Epidauros was renowned as the center of the cult of the healing god Asklepios. Attaining popularity in the fourth century BC, worship of Asklepios illustrates an important development in Greco-Roman religious life: the desire to complement increasingly sterile official cults with divinities who responded directly to personal appeals.
According to a common legend, Asklepios was the son of Apollo and a mortal woman, Koro-nis; the centaur Chiron raised him and taught him the art of healing. Asklepios was generally depicted as a mature bearded man, with a staff around which a snake was coiled. The main public festival at Epidauros took place in late April to early May. Included were an initial purification by washing, sacrifices, a formal banquet, and athletic and music competitions — features standard in the worship of any god, as we have seen. Peculiar to Asklepios were the devotions, performed throughout the year, of individuals seeking to have their illnesses cured. The suppliant would first cleanse him or herself by bathing, then spend the night in the abaton, a long stoa inside the sanctuary (Figure 17.2). Asklepios, or one of his sacred snakes, appeared in a dream and revealed the appropriate treatment. If cured, the patient might present as a thank-offering a stele on which the medical problem, the treatment, and the successful outcome were reported. Such inscriptions vividly recreate ancient Greek medical practices. Some reports are wonderfully improbable, such as the woman pregnant for five years who prayed to the god for relief, then gave birth to a five-year-old boy. Others, more credible, record special diets, exercise, and therapeutic baths.

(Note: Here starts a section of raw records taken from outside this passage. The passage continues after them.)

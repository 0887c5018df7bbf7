//! # Value Shapes
//!
//! Classifies a document value by its runtime kind and produces the short
//! "got ..." descriptions used in violation messages.

use std::fmt;

use serde::Serialize;
use serde_json::Value;

/// Longest string literal quoted verbatim in a description.
const MAX_QUOTED_LEN: usize = 40;

/// Runtime kind of a document value.
#[derive(Debug, Clone, Copy, PartialEq, Eq, Hash, Serialize)]
#[serde(rename_all = "snake_case")]
pub enum Shape {
    /// `null`.
    Null,
    /// `true` or `false`.
    Boolean,
    /// A number with no fractional part.
    Integer,
    /// Any other number.
    Number,
    /// A string.
    String,
    /// A sequence.
    Array,
    /// A mapping.
    Object,
}

impl Shape {
    /// Classify a value.
    pub fn of(value: &Value) -> Self {
        match value {
            Value::Null => Shape::Null,
            Value::Bool(_) => Shape::Boolean,
            Value::Number(n) if n.is_i64() || n.is_u64() => Shape::Integer,
            Value::Number(_) => Shape::Number,
            Value::String(_) => Shape::String,
            Value::Array(_) => Shape::Array,
            Value::Object(_) => Shape::Object,
        }
    }

    /// Lowercase name of the shape.
    pub fn name(self) -> &'static str {
        match self {
            Shape::Null => "null",
            Shape::Boolean => "boolean",
            Shape::Integer => "integer",
            Shape::Number => "number",
            Shape::String => "string",
            Shape::Array => "array",
            Shape::Object => "object",
        }
    }

    /// True for arrays and objects.
    pub fn is_container(self) -> bool {
        matches!(self, Shape::Array | Shape::Object)
    }

    /// Describe a concrete value for a violation message.
    ///
    /// Scalars include their literal (`string "put"`, `integer 3`);
    /// containers include their size (`array of 2 elements`).
    pub fn describe(value: &Value) -> String {
        match value {
            Value::Null => "null".to_string(),
            Value::Bool(b) => format!("boolean {b}"),
            Value::Number(n) => format!("{} {n}", Shape::of(value).name()),
            Value::String(s) if s.chars().count() <= MAX_QUOTED_LEN => format!("string {s:?}"),
            Value::String(s) => {
                let head: String = s.chars().take(MAX_QUOTED_LEN).collect();
                format!("string {:?}", format!("{head}..."))
            }
            Value::Array(items) => match items.len() {
                1 => "array of 1 element".to_string(),
                n => format!("array of {n} elements"),
            },
            Value::Object(map) => match map.len() {
                0 => "empty object".to_string(),
                1 => "object with 1 key".to_string(),
                n => format!("object with {n} keys"),
            },
        }
    }
}

impl fmt::Display for Shape {
    fn fmt(&self, f: &mut fmt::Formatter<'_>) -> fmt::Result {
        f.write_str(self.name())
    }
}

#[cfg(test)]
mod tests {
    use super::*;
    use serde_json::json;

    #[test]
    fn classifies_every_kind() {
        assert_eq!(Shape::of(&json!(null)), Shape::Null);
        assert_eq!(Shape::of(&json!(true)), Shape::Boolean);
        assert_eq!(Shape::of(&json!(3)), Shape::Integer);
        assert_eq!(Shape::of(&json!(-3)), Shape::Integer);
        assert_eq!(Shape::of(&json!(1.5)), Shape::Number);
        assert_eq!(Shape::of(&json!("x")), Shape::String);
        assert_eq!(Shape::of(&json!([])), Shape::Array);
        assert_eq!(Shape::of(&json!({})), Shape::Object);
    }

    #[test]
    fn describes_scalars_with_literal() {
        assert_eq!(Shape::describe(&json!("put")), r#"string "put""#);
        assert_eq!(Shape::describe(&json!(100)), "integer 100");
        assert_eq!(Shape::describe(&json!(false)), "boolean false");
    }

    #[test]
    fn truncates_long_strings() {
        let long = "a".repeat(100);
        let described = Shape::describe(&json!(long));
        assert!(described.ends_with(r#"...""#), "{described}");
        assert!(described.len() < 60);
    }

    #[test]
    fn describes_containers_by_size() {
        assert_eq!(Shape::describe(&json!([1])), "array of 1 element");
        assert_eq!(Shape::describe(&json!([1, 2])), "array of 2 elements");
        assert_eq!(Shape::describe(&json!({})), "empty object");
        assert_eq!(Shape::describe(&json!({"a": 1, "b": 2})), "object with 2 keys");
    }
}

Figure 17.2 Plan, the Sanctuary of Asklepios, Epidauros
The sanctuary is peacefully situated on flat ground amidst trees, with ruggedly profiled hills in the distance. Excavations were conducted here beginning in 1881 by Greek archaeologists P. Kavvadias and V. Stais. The principal structures inside the sacred precinct, dating from the fourth century BC, are the Temple of Asklepios, the tholos or round building (here known as the
Thymele), and the abaton. The buildings have been largely destroyed, leaving only foundations. With one exception, they do not impart as lively a picture of the activities that went on here as do the inscriptions and literary texts. The exception is the tholos, with its mysterious, intriguing foundations: six concentric rings of tufa (a volcanic stone) with doors in the inner rings, creating a maze in the inner three passages. Cuttings in the stone suggest wooden steps led from the main floor down into this crypt. The purpose of this unique maze, indeed of the entire building, remains uncertain. The tholos was certainly prestigious: surviving architectural pieces show a high quality of work. According to the building accounts, inscribed on stone, construction lasted over thirty years, payment being dependent on a steady trickle of donations. But faith was kept, the building completed. One popular view interprets the crypt as a home of the god’s sacred snakes, but a leading specialist on Epidauros, R. A. Tomlinson, prefers to identify the tholos as a funerary monument for Asklepios as a mortal (in contrast to the temple, which honored Asklepios as a god).